The hammering and compressing effect is of foremost significance here, as 
opposed to wear, such as occurs in blasting with sharp-edge, very hard 
particles, such as during sand-blasting. This is also the reason for the 
use of balls, which have an overall convex shape that is not suitable for 
cutting and wear.

DETAILED DESCRIPTION 
FIG. 1 shows a double belt press for the production of particle boards, 
wood fiber boards and other board-shaped materials which consist of 
particles bonded by means of a binder that hardens under the effect of 
pressure and heat. The press includes an upper molding belt 1 made of a 
steel sheet with a thickness of approximately 1 to 1.5 mm, and a similar 
lower molding belt 2. Between the steel belts 1 and 2, a strip 4 of a bulk 
material 4', which consists of a material which can be dumped, is 
compressed in a pressing segment 3, which after the pressing produces one 
of the aforementioned materials. 
The upper steel belt 1 runs around rollers or drums 5 and 6 arranged 
perpendicular to the strip 4. The drum 6 is mounted in a fixed stand 7, 
while the drum 5 is mounted in a stand 9 which can pivot around an axis 
that is perpendicular to the strip 4. The stand 9 pivots about a bearing 8 
positioned on the floor. The stand 9 is moved via hydraulic cylinders, and 
the steel belt 1 is tightened in this manner. 
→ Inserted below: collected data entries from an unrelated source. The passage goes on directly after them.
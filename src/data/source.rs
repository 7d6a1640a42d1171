//! HTTP access to the valuation feed and the two per-entity pages.

use std::time::Duration;

use reqwest::blocking::Client;
use tracing::{debug, info};

use crate::data::feed::parse_listing;
use crate::data::pages::{BiographyPage, ValuationPage, biography_url, valuation_url};
use crate::data::throttle::Throttle;
use crate::domain::EntityListing;
use crate::error::AppError;

const DEFAULT_FEED_URL: &str = "https://celebritybucks.com/developers/export/JSON";
const DEFAULT_VALUATION_BASE_URL: &str = "https://celebritybucks.com/celebrity";
const DEFAULT_BIOGRAPHY_BASE_URL: &str = "https://www.astro-seek.com/birth-chart";

/// Everything the driver needs from the outside world.
pub trait CelebritySource: Sync {
    /// Fetch the ranked listing. Any failure here is fatal for a run.
    fn fetch_listing(&self) -> Result<EntityListing, AppError>;

    fn fetch_valuation(&self, id: &str, name: &str) -> Result<ValuationPage, AppError>;

    fn fetch_biography(&self, name: &str) -> Result<BiographyPage, AppError>;
}

/// Endpoint locations and request spacing.
#[derive(Debug, Clone)]
pub struct SourceConfig {
    pub feed_url: String,
    pub valuation_base_url: String,
    pub biography_base_url: String,
    pub user_agent: Option<String>,
    pub min_interval: Duration,
}

impl SourceConfig {
    /// Defaults, overridable through the environment (or `.env`).
    pub fn from_env(min_interval: Duration) -> Self {
        dotenvy::dotenv().ok();
        let var = |key: &str, default: &str| {
            std::env::var(key)
                .ok()
                .filter(|v| !v.trim().is_empty())
                .unwrap_or_else(|| default.to_string())
        };
        Self {
            feed_url: var("CELEB_FEED_URL", DEFAULT_FEED_URL),
            valuation_base_url: var("CELEB_VALUATION_BASE_URL", DEFAULT_VALUATION_BASE_URL),
            biography_base_url: var("CELEB_BIOGRAPHY_BASE_URL", DEFAULT_BIOGRAPHY_BASE_URL),
            user_agent: std::env::var("CELEB_USER_AGENT").ok().filter(|v| !v.trim().is_empty()),
            min_interval,
        }
    }
}

pub struct HttpSource {
    client: Client,
    config: SourceConfig,
    // The feed and the valuation pages live on the same host.
    valuation_host: Throttle,
    biography_host: Throttle,
}

impl HttpSource {
    pub fn new(config: SourceConfig) -> Result<Self, AppError> {
        let mut builder = Client::builder();
        if let Some(agent) = &config.user_agent {
            builder = builder.user_agent(agent.clone());
        }
        let client = builder
            .build()
            .map_err(|e| AppError::config(format!("Failed to build HTTP client: {e}")))?;

        Ok(Self {
            client,
            valuation_host: Throttle::new(config.min_interval),
            biography_host: Throttle::new(config.min_interval),
            config,
        })
    }

    fn get_page(&self, url: &str, throttle: &Throttle) -> Result<String, AppError> {
        throttle.wait();
        debug!(url = %url, "fetching page");

        let resp = self
            .client
            .get(url)
            .send()
            .map_err(|e| AppError::upstream(format!("Request to {url} failed: {e}")))?;

        // Missing pages still carry markup the extractors know how to read.
        if !resp.status().is_success() {
            debug!(url = %url, status = %resp.status(), "page returned non-success status");
        }

        resp.text()
            .map_err(|e| AppError::upstream(format!("Failed to read body from {url}: {e}")))
    }
}

impl CelebritySource for HttpSource {
    fn fetch_listing(&self) -> Result<EntityListing, AppError> {
        self.valuation_host.wait();

        let resp = self.client.get(&self.config.feed_url).send().map_err(|e| {
            AppError::upstream(format!(
                "API request is NOT successful. Check https://celebritybucks.com/developers and your API query before retrying. ({e})"
            ))
        })?;

        if !resp.status().is_success() {
            return Err(AppError::upstream(format!(
                "API request is NOT successful. Check https://celebritybucks.com/developers and your API query before retrying. (status {})",
                resp.status()
            )));
        }

        let body = resp
            .text()
            .map_err(|e| AppError::upstream(format!("Failed to read Celebrity Bucks feed: {e}")))?;
        let listing = parse_listing(&body)?;
        info!(entities = listing.len(), "fetched valuation feed");
        Ok(listing)
    }

    fn fetch_valuation(&self, id: &str, name: &str) -> Result<ValuationPage, AppError> {
        let url = valuation_url(&self.config.valuation_base_url, id, name);
        let body = self.get_page(&url, &self.valuation_host)?;
        ValuationPage::from_html(&body)
    }

    fn fetch_biography(&self, name: &str) -> Result<BiographyPage, AppError> {
        let url = biography_url(&self.config.biography_base_url, name);
        let body = self.get_page(&url, &self.biography_host)?;
        BiographyPage::from_html(&body)
    }
}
Similar to the belt the steel belt 2 extends around drums 11 and 12 
arranged perpendicular to the strip 4. The drum 11 is mounted in a fixed 
stand 13, while the drum 12 is mounted in a mobile stand 14 that is 
movable on rails. The stand 14 can be moved in the longitudinal direction 
(defined by the longitudinal axis of the strip) via hydraulic cylinders 
15, and the steel belt 2 can be tightened in this manner. The steel belts 
1 and 2 are driven via the drums 5, 6, 11 and 12. 
The steel belts 1 and 2 run through the device in the direction indicated 
by the arrows 16 and thus the bulk material 4' applied to the right side 
of the apparatus as seen in FIG. 1 is drawn into the pressing segment 3. 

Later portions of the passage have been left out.